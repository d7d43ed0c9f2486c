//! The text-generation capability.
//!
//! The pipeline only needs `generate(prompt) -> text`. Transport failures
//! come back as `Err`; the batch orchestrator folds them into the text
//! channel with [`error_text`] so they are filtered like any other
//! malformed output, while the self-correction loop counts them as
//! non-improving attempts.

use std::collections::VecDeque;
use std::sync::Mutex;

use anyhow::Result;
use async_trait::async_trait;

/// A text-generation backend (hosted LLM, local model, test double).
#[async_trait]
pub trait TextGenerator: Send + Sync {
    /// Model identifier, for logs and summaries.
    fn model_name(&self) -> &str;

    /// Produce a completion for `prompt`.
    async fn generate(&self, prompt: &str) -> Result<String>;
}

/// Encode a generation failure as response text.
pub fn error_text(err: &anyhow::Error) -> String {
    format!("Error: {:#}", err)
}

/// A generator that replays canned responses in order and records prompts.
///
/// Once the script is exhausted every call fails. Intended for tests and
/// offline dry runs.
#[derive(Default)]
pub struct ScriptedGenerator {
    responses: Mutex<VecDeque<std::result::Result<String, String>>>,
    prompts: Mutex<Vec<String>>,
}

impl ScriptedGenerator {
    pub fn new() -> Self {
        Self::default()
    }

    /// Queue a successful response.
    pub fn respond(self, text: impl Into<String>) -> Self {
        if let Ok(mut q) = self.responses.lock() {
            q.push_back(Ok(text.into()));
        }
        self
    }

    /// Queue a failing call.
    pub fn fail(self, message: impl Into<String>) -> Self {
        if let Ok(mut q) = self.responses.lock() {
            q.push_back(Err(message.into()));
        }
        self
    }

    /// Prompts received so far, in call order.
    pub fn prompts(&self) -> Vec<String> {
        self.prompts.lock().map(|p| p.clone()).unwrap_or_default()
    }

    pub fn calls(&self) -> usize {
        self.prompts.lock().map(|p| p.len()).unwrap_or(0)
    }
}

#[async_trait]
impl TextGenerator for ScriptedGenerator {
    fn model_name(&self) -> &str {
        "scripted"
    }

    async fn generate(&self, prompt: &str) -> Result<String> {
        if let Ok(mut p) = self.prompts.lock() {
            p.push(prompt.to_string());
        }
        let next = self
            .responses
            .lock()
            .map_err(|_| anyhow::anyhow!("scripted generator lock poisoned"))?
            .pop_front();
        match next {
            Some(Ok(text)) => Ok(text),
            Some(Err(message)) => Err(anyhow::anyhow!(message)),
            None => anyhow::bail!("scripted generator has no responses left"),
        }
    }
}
────
Print the records again in their entirety, character for character.

repository d7d43ed0c9f2486c
//! The text-generation capability.
//!
//! The pipeline only needs `generate(prompt) -> text`. Transport failures
//! come back as `Err`; the batch orchestrator folds them into the text
//! channel with [`error_text`] so they are filtered like any other
//! malformed output, while the self-correction loop counts them as
//! non-improving attempts.

use std::collections::VecDeque;
use std::sync::Mutex;

use anyhow::Result;
use async_trait::async_trait;

/// A text-generation backend (hosted LLM, local model, test double).
#[async_trait]
pub trait TextGenerator: Send + Sync {
    /// Model identifier, for logs and summaries.
    fn model_name(&self) -> &str;

    /// Produce a completion for `prompt`.
    async fn generate(&self, prompt: &str) -> Result<String>;
}

/// Encode a generation failure as response text.
pub fn error_text(err: &anyhow::Error) -> String {
    format!("Error: {:#}", err)
}

/// A generator that replays canned responses in order and records prompts.
///
/// Once the script is exhausted every call fails. Intended for tests and
/// offline dry runs.
#[derive(Default)]
pub struct ScriptedGenerator {
    responses: Mutex<VecDeque<std::result::Result<String, String>>>,
    prompts: Mutex<Vec<String>>,
}

impl ScriptedGenerator {
    pub fn new() -> Self {
        Self::default()
    }

    /// Queue a successful response.
    pub fn respond(self, text: impl Into<String>) -> Self {
        if let Ok(mut q) = self.responses.lock() {
            q.push_back(Ok(text.into()));
        }
        self
    }

    /// Queue a failing call.
    pub fn fail(self, message: impl Into<String>) -> Self {
        if let Ok(mut q) = self.responses.lock() {
            q.push_back(Err(message.into()));
        }
        self
    }

    /// Prompts received so far, in call order.
    pub fn prompts(&self) -> Vec<String> {
        self.prompts.lock().map(|p| p.clone()).unwrap_or_default()
    }

    pub fn calls(&self) -> usize {
        self.prompts.lock().map(|p| p.len()).unwrap_or(0)
    }
}

#[async_trait]
impl TextGenerator for ScriptedGenerator {
    fn model_name(&self) -> &str {
        "scripted"
    }

    async fn generate(&self, prompt: &str) -> Result<String> {
        if let Ok(mut p) = self.prompts.lock() {
            p.push(prompt.to_string());
        }
        let next = self
            .responses
            .lock()
            .map_err(|_| anyhow::anyhow!("scripted generator lock poisoned"))?
            .pop_front();
        match next {
            Some(Ok(text)) => Ok(text),
            Some(Err(message)) => Err(anyhow::anyhow!(message)),
            None => anyhow::bail!("scripted generator has no responses left"),
        }
    }
}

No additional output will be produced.